Fluorescencia del NADH

De luz-wiki

Cuatro estudiantes (Labná Fernández, Samara Kuri, Saúl Rueda y Magalli Trujillo) de primer semestre de la carrera de biología de la Facultad de Ciencias en la UNAM hicimos un proyecto para la Semana de los Procariontes en el que buscamos demostrar experimentalmente que las bacterias tienen NADH. Para esto diseñamos un desarrollo experimental que se fundamenta en la fluorescencia que presenta el NADH al ser excitado con luz ultravioleta.
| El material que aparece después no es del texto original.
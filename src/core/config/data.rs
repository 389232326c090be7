use serde::{Deserialize, Serialize};
use std::path::{Path, PathBuf};
use std::time::Duration;

use crate::utils::url::normalize_base_url;

pub const DEFAULT_BASE_URL: &str = "http://localhost:8000";
pub const BASE_URL_ENV: &str = "LOGCHAT_BASE_URL";

#[derive(Debug, Serialize, Deserialize, Default, Clone, PartialEq, Eq)]
pub struct Config {
    /// Root URL of the chatbot server
    pub base_url: Option<String>,
    /// Per-request timeout in seconds; unset means no client-side timeout
    pub request_timeout_secs: Option<u64>,
}

impl Config {
    /// Picks the server URL: explicit flag, then environment, then the
    /// config file, then the built-in default.
    pub fn resolved_base_url(&self, flag: Option<&str>) -> String {
        let env = std::env::var(BASE_URL_ENV).ok();
        self.resolve_base_url_with(flag, env.as_deref())
    }

    pub(crate) fn resolve_base_url_with(&self, flag: Option<&str>, env: Option<&str>) -> String {
        let chosen = [flag, env, self.base_url.as_deref()]
            .into_iter()
            .flatten()
            .find(|value| !value.trim().is_empty())
            .unwrap_or(DEFAULT_BASE_URL);
        normalize_base_url(chosen)
    }

    pub fn request_timeout(&self) -> Option<Duration> {
        self.request_timeout_secs
            .filter(|secs| *secs > 0)
            .map(Duration::from_secs)
    }
}

/// Get a user-friendly display string for a path
/// Converts absolute paths to use ~ notation on Unix-like systems when possible
///
/// # Examples
/// - Unix: `/home/user/.config/logchat/config.toml` → `~/.config/logchat/config.toml`
/// - macOS: `/Users/user/Library/Application Support/...` → `~/Library/Application Support/...`
pub fn path_display<P: AsRef<Path>>(path: P) -> String {
    let path = path.as_ref();

    #[cfg(unix)]
    {
        if let Some(home) = std::env::var_os("HOME") {
            let home_path = PathBuf::from(home);
            if let Ok(relative) = path.strip_prefix(&home_path) {
                return format!("~/{}", relative.display());
            }
        }
    }

    path.display().to_string()
}
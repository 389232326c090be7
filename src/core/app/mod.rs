//! Application state shared by the event loop and the renderer.
//!
//! [`App`] owns the conversation, the sidebar and the UI-only state (focus,
//! input box, status line, scroll). It is only mutated through
//! [`apply_action`] or directly by key handlers; network work is described as
//! [`AppCommand`]s and executed elsewhere.

pub mod actions;


use std::error::Error;
use std::time::Instant;

use tokio_util::sync::CancellationToken;
use tracing::warn;
use tui_textarea::TextArea;

use crate::core::conversation::Conversation;
use crate::core::message::Message;
use crate::core::session::{SessionKey, SessionLocation};
use crate::core::sidebar::SidebarState;
use crate::utils::logging::TranscriptLog;

pub use actions::{apply_action, apply_actions, AppAction, AppActionDispatcher, AppCommand};

#[derive(Debug, Clone, Copy, PartialEq, Eq, Default)]
pub enum Focus {
    #[default]
    Input,
    Sidebar,
}

#[derive(Debug, Clone, Copy, PartialEq, Eq)]
pub enum StatusKind {
    Info,
    Error,
}

#[derive(Debug, Clone, PartialEq, Eq)]
pub struct StatusLine {
    pub kind: StatusKind,
    pub text: String,
}

pub struct AppInitConfig {
    pub base_url: String,
    pub session: Option<SessionKey>,
    pub log_file: Option<String>,
}

pub struct App {
    pub conversation: Conversation,
    pub sidebar: SidebarState,
    pub location: SessionLocation,
    pub base_url: String,
    pub focus: Focus,
    pub input: TextArea<'static>,
    pub status: Option<StatusLine>,
    pub transcript: TranscriptLog,
    /// Lines scrolled up from the newest message.
    pub scroll_back: u16,
    pub exit_requested: bool,
    pub pulse_start: Instant,
    send_cancel: Option<CancellationToken>,
}

impl App {
    pub fn new(config: AppInitConfig) -> Result<Self, Box<dyn Error>> {
        let transcript = TranscriptLog::new(config.log_file)?;
        Ok(Self::with_transcript(config.base_url, config.session, transcript))
    }

    pub(crate) fn with_transcript(
        base_url: String,
        session: Option<SessionKey>,
        transcript: TranscriptLog,
    ) -> Self {
        let location = SessionLocation::from_key(session.clone());
        Self {
            conversation: Conversation::new(session),
            sidebar: SidebarState::default(),
            location,
            base_url,
            focus: Focus::Input,
            input: new_input(),
            status: None,
            transcript,
            scroll_back: 0,
            exit_requested: false,
            pulse_start: Instant::now(),
            send_cancel: None,
        }
    }

    /// Initial sidebar fetch, plus the history load when a key was supplied.
    pub fn startup_commands(&mut self) -> Vec<AppCommand> {
        let mut commands = vec![AppCommand::LoadChatList(self.sidebar.request_all())];
        if let Some(request) = self.conversation.begin_history_load() {
            commands.push(AppCommand::LoadHistory(request));
        }
        commands
    }

    /// Writes the conversation's session into the shareable location. This
    /// is the only place the location changes after startup.
    pub fn sync_location(&mut self) {
        let key = self.conversation.session_key().cloned();
        if self.location.sync(key.as_ref()) && key.is_some() {
            let note = format!("Session: {}", self.location.share_url(&self.base_url));
            self.log_transcript_note(&note);
        }
    }

    pub fn is_loading(&self) -> bool {
        self.conversation.is_loading()
    }

    pub fn input_text(&self) -> String {
        self.input.lines().join("\n")
    }

    pub fn clear_input(&mut self) {
        self.input = new_input();
    }

    pub fn set_status(&mut self, kind: StatusKind, text: impl Into<String>) {
        self.status = Some(StatusLine {
            kind,
            text: text.into(),
        });
    }

    pub fn toggle_focus(&mut self) {
        self.focus = match self.focus {
            Focus::Input => Focus::Sidebar,
            Focus::Sidebar => Focus::Input,
        };
    }

    pub fn scroll_up(&mut self, lines: u16) {
        self.scroll_back = self.scroll_back.saturating_add(lines);
    }

    pub fn scroll_down(&mut self, lines: u16) {
        self.scroll_back = self.scroll_back.saturating_sub(lines);
    }

    pub fn logging_status(&self) -> String {
        self.transcript.get_status_string()
    }

    pub(crate) fn start_send(&mut self) -> CancellationToken {
        self.cancel_send();
        let token = CancellationToken::new();
        self.send_cancel = Some(token.clone());
        self.pulse_start = Instant::now();
        token
    }

    pub(crate) fn cancel_send(&mut self) {
        if let Some(token) = self.send_cancel.take() {
            token.cancel();
        }
    }

    pub(crate) fn finish_send(&mut self) {
        self.send_cancel = None;
    }

    pub(crate) fn log_transcript(&self, message: &Message) {
        if let Err(err) = self.transcript.log_message(message) {
            warn!(%err, "failed to write transcript");
        }
    }

    pub(crate) fn log_transcript_note(&self, note: &str) {
        if let Err(err) = self.transcript.log_note(note) {
            warn!(%err, "failed to write transcript");
        }
    }
}

fn new_input() -> TextArea<'static> {
    let mut input = TextArea::default();
    input.set_placeholder_text("Ask about a build log...");
    input
}
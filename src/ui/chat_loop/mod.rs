//! Interactive chat session: terminal setup, the event loop, and the
//! background tasks that talk to the server.

mod event_loop;
pub mod executors;
pub mod keybindings;
mod lifecycle;

use std::sync::Arc;

use tokio::sync::Mutex;

use crate::core::app::App;

pub use event_loop::{run_chat, UiEvent};

/// Shared access to the [`App`] for the loop and its helpers.
#[derive(Clone)]
pub struct AppHandle {
    inner: Arc<Mutex<App>>,
}

impl AppHandle {
    pub fn new(app: App) -> Self {
        Self {
            inner: Arc::new(Mutex::new(app)),
        }
    }

    pub async fn read<R>(&self, f: impl FnOnce(&App) -> R) -> R {
        let guard = self.inner.lock().await;
        f(&guard)
    }

    pub async fn update<R>(&self, f: impl FnOnce(&mut App) -> R) -> R {
        let mut guard = self.inner.lock().await;
        f(&mut guard)
    }
}
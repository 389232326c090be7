use reqwest::Url;

use crate::cli::settings::error::SettingError;
use crate::cli::settings::SettingHandler;
use crate::core::config::Config;
use crate::utils::url::normalize_base_url;

fn success_set(key: &str, value: &str) -> String {
    format!("✅ Set {key} to: {value}")
}

fn success_unset(key: &str) -> String {
    format!("✅ Unset {key}")
}

/// Handler for the `base-url` setting.
pub struct BaseUrlHandler;

impl SettingHandler for BaseUrlHandler {
    fn key(&self) -> &'static str {
        "base-url"
    }

    fn set(&self, args: &[String], config: &mut Config) -> Result<String, SettingError> {
        let Some(raw) = args.first() else {
            return Err(SettingError::MissingArgs {
                hint: "To set the server URL, specify it:",
                example: "logchat set base-url http://chatbot.internal:8000",
            });
        };

        let url = normalize_base_url(raw);
        let valid = Url::parse(&url)
            .map(|parsed| matches!(parsed.scheme(), "http" | "https"))
            .unwrap_or(false);
        if !valid {
            return Err(SettingError::InvalidValue {
                key: "base-url",
                input: raw.clone(),
                hint: "Use an http:// or https:// URL",
            });
        }

        let message = success_set("base-url", &url);
        config.base_url = Some(url);
        Ok(message)
    }

    fn unset(&self, config: &mut Config) -> Result<String, SettingError> {
        config.base_url = None;
        Ok(success_unset("base-url"))
    }
}

/// Handler for the `request-timeout` setting, in whole seconds.
pub struct RequestTimeoutHandler;

impl SettingHandler for RequestTimeoutHandler {
    fn key(&self) -> &'static str {
        "request-timeout"
    }

    fn set(&self, args: &[String], config: &mut Config) -> Result<String, SettingError> {
        let Some(raw) = args.first() else {
            return Err(SettingError::MissingArgs {
                hint: "To set a request timeout, specify the number of seconds:",
                example: "logchat set request-timeout 60",
            });
        };

        let secs = raw
            .trim()
            .trim_end_matches('s')
            .parse::<u64>()
            .ok()
            .filter(|secs| *secs > 0)
            .ok_or_else(|| SettingError::InvalidValue {
                key: "request-timeout",
                input: raw.clone(),
                hint: "Use a positive number of seconds, e.g. 60",
            })?;

        config.request_timeout_secs = Some(secs);
        Ok(success_set("request-timeout", &format!("{secs}s")))
    }

    fn unset(&self, config: &mut Config) -> Result<String, SettingError> {
        config.request_timeout_secs = None;
        Ok(success_unset("request-timeout"))
    }
}
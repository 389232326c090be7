pub mod diagnostics;
pub mod logging;
#[cfg(test)]
pub mod test_utils;
pub mod url;
//! URL utilities for consistent URL handling
//!
//! Base URLs come from flags, the environment, or the config file, so they may
//! or may not carry a trailing slash. These helpers keep joined URLs free of
//! double slashes.

/// Normalize a base URL by removing trailing slashes
///
/// # Examples
///
/// ```
/// use logchat::utils::url::normalize_base_url;
///
/// assert_eq!(normalize_base_url("http://localhost:8000"), "http://localhost:8000");
/// assert_eq!(normalize_base_url("http://localhost:8000/"), "http://localhost:8000");
/// assert_eq!(normalize_base_url("http://localhost:8000///"), "http://localhost:8000");
/// ```
pub fn normalize_base_url(base_url: &str) -> String {
    base_url.trim().trim_end_matches('/').to_string()
}

/// Construct a complete URL from a base URL and a path
///
/// # Examples
///
/// ```
/// use logchat::utils::url::construct_api_url;
///
/// assert_eq!(
///     construct_api_url("http://localhost:8000", "/?chat=abc"),
///     "http://localhost:8000/?chat=abc"
/// );
/// assert_eq!(
///     construct_api_url("http://localhost:8000/", "history"),
///     "http://localhost:8000/history"
/// );
/// ```
pub fn construct_api_url(base_url: &str, endpoint: &str) -> String {
    let normalized_base = normalize_base_url(base_url);
    let endpoint = endpoint.trim_start_matches('/');
    format!("{}/{}", normalized_base, endpoint)
}
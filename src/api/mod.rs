//! Wire types for the chatbot API and the client that speaks it.
//!
//! The server is loose about shapes: timestamps arrive as strings or
//! numbers, empty lists come back as `{"message": ...}` objects, and search
//! results are keyed maps of full records. Everything is normalized here so
//! the rest of the crate only sees [`ChatListItem`] and [`HistoryEntry`].

pub mod client;
pub mod error;

use std::cmp::Ordering;
use std::collections::BTreeMap;

use serde::{Deserialize, Deserializer, Serialize};
use serde_json::Value;

use crate::core::session::SessionKey;

pub use client::{ApiClient, ChatApi};
pub use error::{ApiError, ApiErrorKind, ApiOperation};

/// Summary of one chat session, as listed in the sidebar.
#[derive(Debug, Clone, PartialEq, Eq, Serialize, Deserialize)]
pub struct ChatListItem {
    #[serde(rename = "uniqueKey")]
    pub unique_key: String,
    #[serde(default, deserialize_with = "lenient_string")]
    pub job_name: Option<String>,
    #[serde(default, deserialize_with = "lenient_string")]
    pub build_number: Option<String>,
    /// Epoch seconds of the most recent exchange.
    #[serde(default, deserialize_with = "lenient_timestamp")]
    pub latest_time: Option<i64>,
}

impl ChatListItem {
    pub fn title(&self) -> String {
        match (self.job_name.as_deref(), self.build_number.as_deref()) {
            (Some(job), Some(build)) => format!("{job} - {build}"),
            (Some(job), None) => job.to_string(),
            (None, Some(build)) => format!("Untitled - {build}"),
            (None, None) => self.unique_key.clone(),
        }
    }
}

/// One persisted user/bot exchange.
#[derive(Debug, Clone, PartialEq, Eq, Serialize, Deserialize)]
pub struct HistoryEntry {
    pub user: String,
    /// The bot reply. The server names this field after its upstream model.
    #[serde(rename = "gemini")]
    pub reply: String,
}

impl HistoryEntry {
    pub fn new(user: impl Into<String>, reply: impl Into<String>) -> Self {
        Self {
            user: user.into(),
            reply: reply.into(),
        }
    }
}

/// Reply to the first message of a new conversation.
#[derive(Debug, Clone, PartialEq, Eq)]
pub struct NewChatReply {
    pub key: SessionKey,
    pub response: String,
}

/// Build log to register with the server.
#[derive(Debug, Clone, Serialize)]
pub struct LogUpload {
    pub job_name: String,
    pub build_number: String,
    pub log: String,
}

#[derive(Debug, Clone, PartialEq, Eq)]
pub struct UploadReceipt {
    pub key: SessionKey,
    pub message: String,
}

#[derive(Serialize)]
pub(crate) struct PromptRequest<'a> {
    pub prompt: &'a str,
}

/// Body of every `/chatbot*` and `/logs/*` reply.
#[derive(Deserialize)]
pub(crate) struct ChatbotResponse {
    #[serde(default)]
    pub status_code: Option<u16>,
    #[serde(default)]
    pub response: Option<String>,
    #[serde(default)]
    pub unique_key: Option<String>,
}

#[derive(Deserialize)]
pub(crate) struct HistoryResponse {
    #[serde(default)]
    pub status_code: Option<u16>,
    #[serde(default)]
    pub history: Option<BTreeMap<String, HistoryEntry>>,
}

#[derive(Deserialize)]
#[serde(untagged)]
pub(crate) enum ChatListBody {
    Items(Vec<ChatListItem>),
    /// The server answers `{"message": "No build history found."}` instead
    /// of an empty array.
    Notice {
        #[allow(dead_code)]
        #[serde(default)]
        message: Option<String>,
    },
}

impl ChatListBody {
    pub fn into_items(self) -> Vec<ChatListItem> {
        match self {
            ChatListBody::Items(items) => items,
            ChatListBody::Notice { .. } => Vec::new(),
        }
    }
}

#[derive(Deserialize)]
pub(crate) struct SearchResponse {
    #[serde(default)]
    pub results: SearchResults,
}

#[derive(Deserialize)]
#[serde(untagged)]
pub(crate) enum SearchResults {
    List(Vec<ChatListItem>),
    Records(BTreeMap<String, StoredChat>),
}

impl Default for SearchResults {
    fn default() -> Self {
        SearchResults::List(Vec::new())
    }
}

impl SearchResults {
    pub fn into_items(self) -> Vec<ChatListItem> {
        match self {
            SearchResults::List(items) => items,
            SearchResults::Records(records) => records
                .into_iter()
                .map(|(key, record)| record.into_list_item(key))
                .collect(),
        }
    }
}

/// Full server-side record of a chat, as returned inside search results.
#[derive(Debug, Deserialize)]
pub(crate) struct StoredChat {
    #[serde(default, deserialize_with = "lenient_string")]
    pub job_name: Option<String>,
    #[serde(default, deserialize_with = "lenient_string")]
    pub build_number: Option<String>,
    #[serde(default)]
    pub history: Option<BTreeMap<String, Value>>,
}

impl StoredChat {
    fn into_list_item(self, unique_key: String) -> ChatListItem {
        let latest_time = self
            .history
            .as_ref()
            .and_then(|history| history.keys().max_by(|a, b| history_key_order(a, b)))
            .and_then(|key| key.trim().parse::<i64>().ok());

        ChatListItem {
            unique_key,
            job_name: self.job_name,
            build_number: self.build_number,
            latest_time,
        }
    }
}

/// Orders history keys the way the server writes them: numeric timestamps
/// ascending, then any non-numeric keys lexically.
pub fn history_key_order(a: &str, b: &str) -> Ordering {
    match (a.trim().parse::<u64>(), b.trim().parse::<u64>()) {
        (Ok(a), Ok(b)) => a.cmp(&b),
        (Ok(_), Err(_)) => Ordering::Less,
        (Err(_), Ok(_)) => Ordering::Greater,
        (Err(_), Err(_)) => a.cmp(b),
    }
}

/// Converts a timestamp-keyed history map into conversation order.
pub fn order_history<I>(history: I) -> Vec<HistoryEntry>
where
    I: IntoIterator<Item = (String, HistoryEntry)>,
{
    let mut entries: Vec<(String, HistoryEntry)> = history.into_iter().collect();
    entries.sort_by(|(a, _), (b, _)| history_key_order(a, b));
    entries.into_iter().map(|(_, entry)| entry).collect()
}

fn lenient_string<'de, D>(deserializer: D) -> Result<Option<String>, D::Error>
where
    D: Deserializer<'de>,
{
    let value = Option::<Value>::deserialize(deserializer)?;
    Ok(match value {
        Some(Value::String(s)) => Some(s),
        Some(Value::Number(n)) => Some(n.to_string()),
        Some(Value::Bool(b)) => Some(b.to_string()),
        _ => None,
    })
}

fn lenient_timestamp<'de, D>(deserializer: D) -> Result<Option<i64>, D::Error>
where
    D: Deserializer<'de>,
{
    let value = Option::<Value>::deserialize(deserializer)?;
    Ok(match value {
        Some(Value::Number(n)) => n.as_i64().or_else(|| n.as_f64().map(|f| f as i64)),
        Some(Value::String(s)) => {
            let trimmed = s.trim();
            trimmed
                .parse::<i64>()
                .ok()
                .or_else(|| trimmed.parse::<f64>().ok().map(|f| f as i64))
        }
        _ => None,
    })
}
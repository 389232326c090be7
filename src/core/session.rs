//! Session keys and the shareable location that carries them.
//!
//! The server assigns a key on the first message of a conversation. The
//! client exposes that key as a `/?chat=KEY` location so a conversation can
//! be resumed later with `logchat --url` or `logchat --chat`. All location
//! updates go through [`SessionLocation::sync`].

use std::fmt;

use reqwest::Url;
use serde::{Deserialize, Serialize};

use crate::utils::url::construct_api_url;

/// Query parameter that carries the session key in a location.
pub const CHAT_QUERY_PARAM: &str = "chat";
/// Base used to resolve relative locations like `/?chat=abc`.
const RELATIVE_ROOT: &str = "http://localhost/";

/// Server-issued identifier correlating a sequence of chat exchanges.
#[derive(Debug, Clone, PartialEq, Eq, Hash, Serialize, Deserialize)]
#[serde(try_from = "String", into = "String")]
pub struct SessionKey(String);

impl SessionKey {
    /// Returns `None` for empty or whitespace-only input.
    pub fn parse(raw: &str) -> Option<Self> {
        let trimmed = raw.trim();
        if trimmed.is_empty() {
            None
        } else {
            Some(Self(trimmed.to_string()))
        }
    }

    pub fn as_str(&self) -> &str {
        &self.0
    }
}

impl fmt::Display for SessionKey {
    fn fmt(&self, f: &mut fmt::Formatter<'_>) -> fmt::Result {
        f.write_str(&self.0)
    }
}

impl TryFrom<String> for SessionKey {
    type Error = String;

    fn try_from(value: String) -> Result<Self, Self::Error> {
        Self::parse(&value).ok_or_else(|| "session key must not be empty".to_string())
    }
}

impl From<SessionKey> for String {
    fn from(value: SessionKey) -> Self {
        value.0
    }
}

/// Shareable location of the current conversation.
#[derive(Debug, Clone, Default, PartialEq, Eq)]
pub struct SessionLocation {
    key: Option<SessionKey>,
}

impl SessionLocation {
    pub fn from_key(key: Option<SessionKey>) -> Self {
        Self { key }
    }

    /// Reads the session key from a location such as
    /// `http://host/?chat=abc123`, `/?chat=abc123` or `?chat=abc123`.
    ///
    /// A location without a `chat` parameter (or with an empty one) yields a
    /// location with no session.
    pub fn from_url(raw: &str) -> Result<Self, String> {
        let url = match Url::parse(raw) {
            Ok(url) => url,
            Err(_) => Url::parse(RELATIVE_ROOT)
                .and_then(|base| base.join(raw))
                .map_err(|err| format!("invalid location '{raw}': {err}"))?,
        };

        let key = url
            .query_pairs()
            .find(|(name, _)| name == CHAT_QUERY_PARAM)
            .and_then(|(_, value)| SessionKey::parse(&value));

        Ok(Self { key })
    }

    pub fn key(&self) -> Option<&SessionKey> {
        self.key.as_ref()
    }

    /// Points the location at `key`. Returns `true` when the location changed.
    pub fn sync(&mut self, key: Option<&SessionKey>) -> bool {
        if self.key.as_ref() == key {
            return false;
        }
        self.key = key.cloned();
        true
    }

    /// Path form of the location, `/` when there is no session. The key is
    /// form-encoded so any key survives a trip through [`Self::from_url`].
    pub fn path(&self) -> String {
        self.key
            .as_ref()
            .and_then(chat_query)
            .map(|query| format!("/?{query}"))
            .unwrap_or_else(|| "/".to_string())
    }

    pub fn share_url(&self, base_url: &str) -> String {
        construct_api_url(base_url, &self.path())
    }
}

fn chat_query(key: &SessionKey) -> Option<String> {
    let mut url = Url::parse(RELATIVE_ROOT).ok()?;
    url.query_pairs_mut()
        .append_pair(CHAT_QUERY_PARAM, key.as_str());
    url.query().map(str::to_owned)
}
Hicimos tres pruebas (bacterias L. casei Shirota, microorganismos cultivados de las muestras que tomamos en nuestra práctica de campo a Xochimilco y el medio agua peptonada como control) y encontramos resultados que nos llevaron a concluir la presencia de NADH en procariontes.

NADH

La nicotinamida adenina dinucleótido de hidrógeno es una coenzima encargada del transporte de electrones en reacciones redox del metabolismo. Es la forma reducida del NAD+ (agente oxidante). El NAD+ es un agente oxidante que acepta electrones de otras moléculas y pasa a su forma reducida, formándose el NADH, que puede ser utilizado como agente reductor (donador de electrones).

Estructura molecular del NADH

El NADH tiene varias funciones esenciales en el metabolismo. Actúa como coenzima en las reacciones redox; como donante de grupos ADP-ribosa en las reacciones de ADP-ribosilación; como precursor del segundo mensajero de la molécula cíclica de ADP-ribosa; y como sustrato para las ADN ligasas bacterianas. El NADH absorbe fuertemente en el ultravioleta debido a la base adenina que posee y en solución tiene un pico de emisión a 460 nm y una vida útil de fluorescencia de 0,4 ns. La forma oxidada de la coenzima (NAD+) no fluoresce. Las propiedades de la señal de fluorescencia cambian cuando el NADH se une a las proteínas, por lo que estos cambios pueden ser utilizados para medir constantes de disociación, que son útiles en el estudio de la cinética enzimática.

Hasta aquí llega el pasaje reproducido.